Предыдущая тема :: Следующая тема |
Автор |
Сообщение |
Black Queen Во власти жажды
Зарегистрирован: 28.04.2005 Сообщения: 238
|
Добавлено: Чт Мар 12, 2009 9:10 pm Заголовок сообщения: Падший |
|
|
Прозой балуюсь редко, потому что не хватает терпения Но, надеюсь, кому-нибудь здесь понравится. Навеяно "черными крыльями" Амадео и "Второй Арией Оруженосца" из "Тампля"
Падший
Солнечные лучи покидали залу. И чем темнее становилось гулкая пустота, рассеявшаяся между мраморных колонн, тем ярче, казалось, горел бирюзовый взгляд раскинувшегося на шахматной доске пола полуобнаженного юноши. Его кожа, всегда бледная, ныне потеряла последние признаки тепла, так что казалось, что и сам он изваян из камня. Возможно, на первый взгляд Микеланжело посчитал бы молодого человека объектом, недостойным внимания. Его фигура была слишком тонка, а руки чересчур изящны. Кудри, свалявшись от пота, стали походить по цвету на грязную солому, хотя на самом деле наверняка могли бы посоперничать в блеске с церковной позолотой. Но все это были лишь мелочи, которые немедленно бросались в глаза, как будто стараясь отвлечь внимание случайного свидетеля от детали куда более важной. От детали, по сути дела, настолько неожиданной, чудовищной и гротескной, что с первого взгляда трудно было поверить в нее. Видимо, поэтому прячущийся за колонной мужчина - тот самый случайный свидетель - замер, пристально вглядываясь в сгущающиеся сумерки, и пару раз - для верности - перекрестился. Он даже закрыла глаза, снова открыл их, недоуменно улыбнулся и, наконец, решился выйти из своего убежища и осторожно подойти к умирающему. Тот продолжал смотреть куда-то вверх. По горящему взгляду юноши можно было решить, что он молится, но его побелевшие губы не шевелились. Вблизи его плоть еще более напоминала мрамор, и от всего существа его веяло холодом. Он лежал на спине, слегка запрокинув голову, а под ним роскошным ковром раскинулись гигантские черные крылья.

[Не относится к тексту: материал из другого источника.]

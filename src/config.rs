use color_eyre::{eyre::eyre, Result};
use serde::Deserialize;
use std::path::{Path, PathBuf};
use std::time::Duration;

/// Helix rejects stream queries filtering on more than this many logins.
pub const MAX_BATCH_LIMIT: usize = 100;

/// Upper bound on `cache.ttl_secs` (one day).
pub const MAX_CACHE_TTL_SECS: u64 = 24 * 60 * 60;

#[derive(Debug, Clone, Default, Deserialize)]
#[serde(default)]
pub struct Config {
  pub server: ServerConfig,
  pub cache: CacheConfig,
  pub upstream: UpstreamConfig,
  pub logging: LoggingConfig,
}

#[derive(Debug, Clone, Deserialize)]
#[serde(default)]
pub struct ServerConfig {
  pub host: String,
  pub port: u16,
  /// Maximum accepted request body in bytes
  pub body_limit: usize,
}

impl Default for ServerConfig {
  fn default() -> Self {
    Self {
      host: "0.0.0.0".to_string(),
      port: 8787,
      body_limit: 64 * 1024,
    }
  }
}

#[derive(Debug, Clone, Deserialize)]
#[serde(default)]
pub struct CacheConfig {
  /// Freshness window for live and offline entries alike
  pub ttl_secs: u64,
  /// Honor `"refresh": true` in status requests by bypassing fresh entries
  pub allow_forced_refresh: bool,
}

impl Default for CacheConfig {
  fn default() -> Self {
    Self {
      ttl_secs: 60,
      allow_forced_refresh: false,
    }
  }
}

#[derive(Debug, Clone, Deserialize)]
#[serde(default)]
pub struct UpstreamConfig {
  pub streams_url: String,
  pub token_url: String,
  /// Base URL of the preview image host
  pub preview_url: String,
  /// Application client id; may be overridden from the environment
  pub client_id: Option<String>,
  /// Channels per upstream streams call (1..=100)
  pub batch_limit: usize,
  pub batch_timeout_secs: u64,
  /// Whole-request deadline for token and preview calls
  pub request_timeout_secs: u64,
  /// Renew the token this long before upstream says it expires
  pub token_refresh_margin_secs: u64,
}

impl Default for UpstreamConfig {
  fn default() -> Self {
    Self {
      streams_url: "https://api.twitch.tv/helix/streams".to_string(),
      token_url: "https://id.twitch.tv/oauth2/token".to_string(),
      preview_url: "https://static-cdn.jtvnw.net/previews-ttv".to_string(),
      client_id: None,
      batch_limit: MAX_BATCH_LIMIT,
      batch_timeout_secs: 10,
      request_timeout_secs: 10,
      token_refresh_margin_secs: 60,
    }
  }
}

impl UpstreamConfig {
  pub fn batch_timeout(&self) -> Duration {
    Duration::from_secs(self.batch_timeout_secs)
  }

  pub fn request_timeout(&self) -> Duration {
    Duration::from_secs(self.request_timeout_secs)
  }
}

#[derive(Debug, Clone, Deserialize)]
#[serde(default)]
pub struct LoggingConfig {
  /// Default filter when RUST_LOG is unset
  pub level: String,
  pub json: bool,
  /// Write a daily-rolling log file here in addition to stderr
  pub directory: Option<PathBuf>,
}

impl Default for LoggingConfig {
  fn default() -> Self {
    Self {
      level: "info".to_string(),
      json: false,
      directory: None,
    }
  }
}

impl Config {
  /// Load configuration from file, falling back to built-in defaults.
  ///
  /// Search order:
  /// 1. Explicit path if provided (must exist)
  /// 2. ./live-proxy.yaml (current directory)
  /// 3. $XDG_CONFIG_HOME/live-proxy/config.yaml
  pub fn load(explicit_path: Option<&Path>) -> Result<Self> {
    let path = if let Some(p) = explicit_path {
      if p.exists() {
        Some(p.to_path_buf())
      } else {
        return Err(eyre!("Config file not found: {}", p.display()));
      }
    } else {
      Self::find_config_file()
    };

    let config = match path {
      Some(p) => Self::load_from_path(&p)?,
      None => Config::default(),
    };

    config.validate()?;
    Ok(config)
  }

  fn find_config_file() -> Option<PathBuf> {
    // Check current directory
    let local = PathBuf::from("live-proxy.yaml");
    if local.exists() {
      return Some(local);
    }

    // Check XDG config directory
    if let Some(config_dir) = dirs::config_dir() {
      let xdg_path = config_dir.join("live-proxy").join("config.yaml");
      if xdg_path.exists() {
        return Some(xdg_path);
      }
    }

    None
  }

  pub fn load_from_path(path: &Path) -> Result<Self> {
    let contents = std::fs::read_to_string(path)
      .map_err(|e| eyre!("Failed to read config file {}: {}", path.display(), e))?;

    let config: Config = serde_yaml::from_str(&contents)
      .map_err(|e| eyre!("Failed to parse config file {}: {}", path.display(), e))?;

    Ok(config)
  }

  pub fn validate(&self) -> Result<()> {
    let limit = self.upstream.batch_limit;
    if limit == 0 || limit > MAX_BATCH_LIMIT {
      return Err(eyre!(
        "upstream.batch_limit must be between 1 and {}, got {}",
        MAX_BATCH_LIMIT,
        limit
      ));
    }
    if self.upstream.batch_timeout_secs == 0 {
      return Err(eyre!("upstream.batch_timeout_secs must be greater than zero"));
    }
    if self.upstream.request_timeout_secs == 0 {
      return Err(eyre!("upstream.request_timeout_secs must be greater than zero"));
    }
    let ttl = self.cache.ttl_secs;
    if ttl == 0 || ttl > MAX_CACHE_TTL_SECS {
      return Err(eyre!(
        "cache.ttl_secs must be between 1 and {}, got {}",
        MAX_CACHE_TTL_SECS,
        ttl
      ));
    }
    if self.server.body_limit == 0 {
      return Err(eyre!("server.body_limit must be greater than zero"));
    }
    Ok(())
  }

  /// Get the upstream client id.
  ///
  /// Checks LIVE_PROXY_CLIENT_ID, then TWITCH_CLIENT_ID, then the config file.
  pub fn client_id(&self) -> Result<String> {
    std::env::var("LIVE_PROXY_CLIENT_ID")
      .or_else(|_| std::env::var("TWITCH_CLIENT_ID"))
      .ok()
      .or_else(|| self.upstream.client_id.clone())
      .filter(|id| !id.trim().is_empty())
      .ok_or_else(|| {
        eyre!(
          "Client id not found. Set upstream.client_id or the LIVE_PROXY_CLIENT_ID environment variable."
        )
      })
  }

  /// Get the upstream client secret from environment variables.
  ///
  /// Checks LIVE_PROXY_CLIENT_SECRET first, then TWITCH_CLIENT_SECRET as fallback.
  pub fn get_client_secret() -> Result<String> {
    std::env::var("LIVE_PROXY_CLIENT_SECRET")
      .or_else(|_| std::env::var("TWITCH_CLIENT_SECRET"))
      .map_err(|_| {
        eyre!(
          "Client secret not found. Set LIVE_PROXY_CLIENT_SECRET or TWITCH_CLIENT_SECRET environment variable."
        )
      })
  }
}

Приблизившийся к нему мужчина был одет в простую монашескую рясу. Он опустился на колени и осторожно дотронулся до черного великолепия. Крылья оказались неожиданно горячими. Монах оглянулся в поисках чего-то, но под сводами огромной церкви царили потемки, нарушаемые лишь светом одинокой свечи. Свет этот выхватывал из темноты седовласого архангела в латах с огромным пылающим мечом и со злым неожиданно молодым лицом. Лицо это казалось странно знакомым, и монах загляделся на него, пытаясь припомнить, откуда. Где-то зазвонил колокол. Вырванный из оцепенения монах опустил глаза и понял, что крылья перестали существовать, обернулись ворохом черного пуха и серебристых перьев. Двери церкви с грохотом распахнулись и ворвавшийся ветер разметал пушистую груду подобно вороху сухих осенних листьев. С третьим ударом колокола пол под ногами монаха задрожал и с выгнутого свода посыпались камни. Мужчина бросился вперед, стремясь закрыть своим телом мраморную фигурку юноши, закрыл голову руками и... проснулся.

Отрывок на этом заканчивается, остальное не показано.